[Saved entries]
########

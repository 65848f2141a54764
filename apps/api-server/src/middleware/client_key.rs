//! Client key resolution for inbound requests.

use std::net::{IpAddr, SocketAddr};

use actix_web::{HttpMessage, HttpRequest};
use faultgate_core::domain::ClientKey;

use super::auth::Identity;

/// Resolve the tracking key for a request.
///
/// The subject comes from an [`Identity`] attached by authentication. The address is the
/// TCP peer, or the first `Forwarded` / `X-Forwarded-For` hop when `trust_forwarded` is set.
pub fn resolve_client_key(req: &HttpRequest, trust_forwarded: bool) -> ClientKey {
    let subject = req
        .extensions()
        .get::<Identity>()
        .map(|identity| identity.subject.clone());

    let address = if trust_forwarded {
        req.connection_info()
            .realip_remote_addr()
            .map(strip_port)
    } else {
        req.peer_addr().map(|addr| addr.ip().to_string())
    };

    ClientKey::resolve(subject.as_deref(), address.as_deref())
}

/// Normalize a forwarded address to the same form as the peer address.
fn strip_port(addr: &str) -> String {
    if let Ok(socket) = addr.parse::<SocketAddr>() {
        return socket.ip().to_string();
    }

    let unbracketed = addr.trim_start_matches('[').trim_end_matches(']');
    unbracketed
        .parse::<IpAddr>()
        .map(|ip| ip.to_string())
        .unwrap_or_else(|_| addr.to_string())
}

#[cfg(test)]
mod tests {
    use super::*;
    use actix_web::test::TestRequest;

    #[test]
    fn test_anonymous_peer_address() {
        let req = TestRequest::default()
            .peer_addr("10.0.0.5:51000".parse().unwrap())
            .to_http_request();

        assert_eq!(resolve_client_key(&req, false).as_str(), "ip_10.0.0.5");
    }

    #[test]
    fn test_identity_wins_over_address() {
        let a = TestRequest::default()
            .peer_addr("10.0.0.5:51000".parse().unwrap())
            .to_http_request();
        let b = TestRequest::default()
            .peer_addr("172.16.0.9:40000".parse().unwrap())
            .to_http_request();

        for req in [&a, &b] {
            req.extensions_mut().insert(Identity {
                subject: "42".to_string(),
                roles: vec![],
            });
        }

        assert_eq!(resolve_client_key(&a, false), resolve_client_key(&b, false));
        assert_eq!(resolve_client_key(&a, false).as_str(), "user_42");
    }

    #[test]
    fn test_forwarded_address_when_trusted() {
        let req = TestRequest::default()
            .peer_addr("127.0.0.1:8000".parse().unwrap())
            .insert_header(("x-forwarded-for", "203.0.113.7"))
            .to_http_request();

        assert_eq!(resolve_client_key(&req, true).as_str(), "ip_203.0.113.7");
        assert_eq!(resolve_client_key(&req, false).as_str(), "ip_127.0.0.1");
    }

    #[test]
    fn test_unknown_address() {
        let req = TestRequest::default().to_http_request();
        assert_eq!(resolve_client_key(&req, false).as_str(), "ip_unknown");
    }

    #[test]
    fn test_strip_port() {
        assert_eq!(strip_port("10.0.0.5:51000"), "10.0.0.5");
        assert_eq!(strip_port("[::1]:8080"), "::1");
        assert_eq!(strip_port("10.0.0.5"), "10.0.0.5");
        assert_eq!(strip_port("[::1]"), "::1");
    }

    #[test]
    fn test_bracketed_ipv6_matches_peer_key() {
        let forwarded = TestRequest::default()
            .peer_addr("127.0.0.1:8000".parse().unwrap())
            .insert_header(("x-forwarded-for", "[2001:db8::7]"))
            .to_http_request();
        let direct = TestRequest::default()
            .peer_addr("[2001:db8::7]:51000".parse().unwrap())
            .to_http_request();

        assert_eq!(
            resolve_client_key(&forwarded, true),
            resolve_client_key(&direct, false)
        );
        assert_eq!(resolve_client_key(&direct, false).as_str(), "ip_2001:db8::7");
    }
}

########

◆ Instructions for the task ◆
Go through the data and copy each line exactly as it reads.

◆ The completed task ◆
repository 65848f2141a54764
filename apps/api-server/src/middleware/client_key.rs
//! Client key resolution for inbound requests.

use std::net::{IpAddr, SocketAddr};

use actix_web::{HttpMessage, HttpRequest};
use faultgate_core::domain::ClientKey;

use super::auth::Identity;

/// Resolve the tracking key for a request.
///
/// The subject comes from an [`Identity`] attached by authentication. The address is the
/// TCP peer, or the first `Forwarded` / `X-Forwarded-For` hop when `trust_forwarded` is set.
pub fn resolve_client_key(req: &HttpRequest, trust_forwarded: bool) -> ClientKey {
    let subject = req
        .extensions()
        .get::<Identity>()
        .map(|identity| identity.subject.clone());

    let address = if trust_forwarded {
        req.connection_info()
            .realip_remote_addr()
            .map(strip_port)
    } else {
        req.peer_addr().map(|addr| addr.ip().to_string())
    };

    ClientKey::resolve(subject.as_deref(), address.as_deref())
}

/// Normalize a forwarded address to the same form as the peer address.
fn strip_port(addr: &str) -> String {
    if let Ok(socket) = addr.parse::<SocketAddr>() {
        return socket.ip().to_string();
    }

    let unbracketed = addr.trim_start_matches('[').trim_end_matches(']');
    unbracketed
        .parse::<IpAddr>()
        .map(|ip| ip.to_string())
        .unwrap_or_else(|_| addr.to_string())
}

#[cfg(test)]
mod tests {
    use super::*;
    use actix_web::test::TestRequest;

    #[test]
    fn test_anonymous_peer_address() {
        let req = TestRequest::default()
            .peer_addr("10.0.0.5:51000".parse().unwrap())
            .to_http_request();

        assert_eq!(resolve_client_key(&req, false).as_str(), "ip_10.0.0.5");
    }

    #[test]
    fn test_identity_wins_over_address() {
        let a = TestRequest::default()
            .peer_addr("10.0.0.5:51000".parse().unwrap())
            .to_http_request();
        let b = TestRequest::default()
            .peer_addr("172.16.0.9:40000".parse().unwrap())
            .to_http_request();

        for req in [&a, &b] {
            req.extensions_mut().insert(Identity {
                subject: "42".to_string(),
                roles: vec![],
            });
        }

        assert_eq!(resolve_client_key(&a, false), resolve_client_key(&b, false));
        assert_eq!(resolve_client_key(&a, false).as_str(), "user_42");
    }

    #[test]
    fn test_forwarded_address_when_trusted() {
        let req = TestRequest::default()
            .peer_addr("127.0.0.1:8000".parse().unwrap())
            .insert_header(("x-forwarded-for", "203.0.113.7"))
            .to_http_request();

        assert_eq!(resolve_client_key(&req, true).as_str(), "ip_203.0.113.7");
        assert_eq!(resolve_client_key(&req, false).as_str(), "ip_127.0.0.1");
    }

    #[test]
    fn test_unknown_address() {
        let req = TestRequest::default().to_http_request();
        assert_eq!(resolve_client_key(&req, false).as_str(), "ip_unknown");
    }

    #[test]
    fn test_strip_port() {
        assert_eq!(strip_port("10.0.0.5:51000"), "10.0.0.5");
        assert_eq!(strip_port("[::1]:8080"), "::1");
        assert_eq!(strip_port("10.0.0.5"), "10.0.0.5");
        assert_eq!(strip_port("[::1]"), "::1");
    }

    #[test]
    fn test_bracketed_ipv6_matches_peer_key() {
        let forwarded = TestRequest::default()
            .peer_addr("127.0.0.1:8000".parse().unwrap())
            .insert_header(("x-forwarded-for", "[2001:db8::7]"))
            .to_http_request();
        let direct = TestRequest::default()
            .peer_addr("[2001:db8::7]:51000".parse().unwrap())
            .to_http_request();

        assert_eq!(
            resolve_client_key(&forwarded, true),
            resolve_client_key(&direct, false)
        );
        assert_eq!(resolve_client_key(&direct, false).as_str(), "ip_2001:db8::7");
    }
}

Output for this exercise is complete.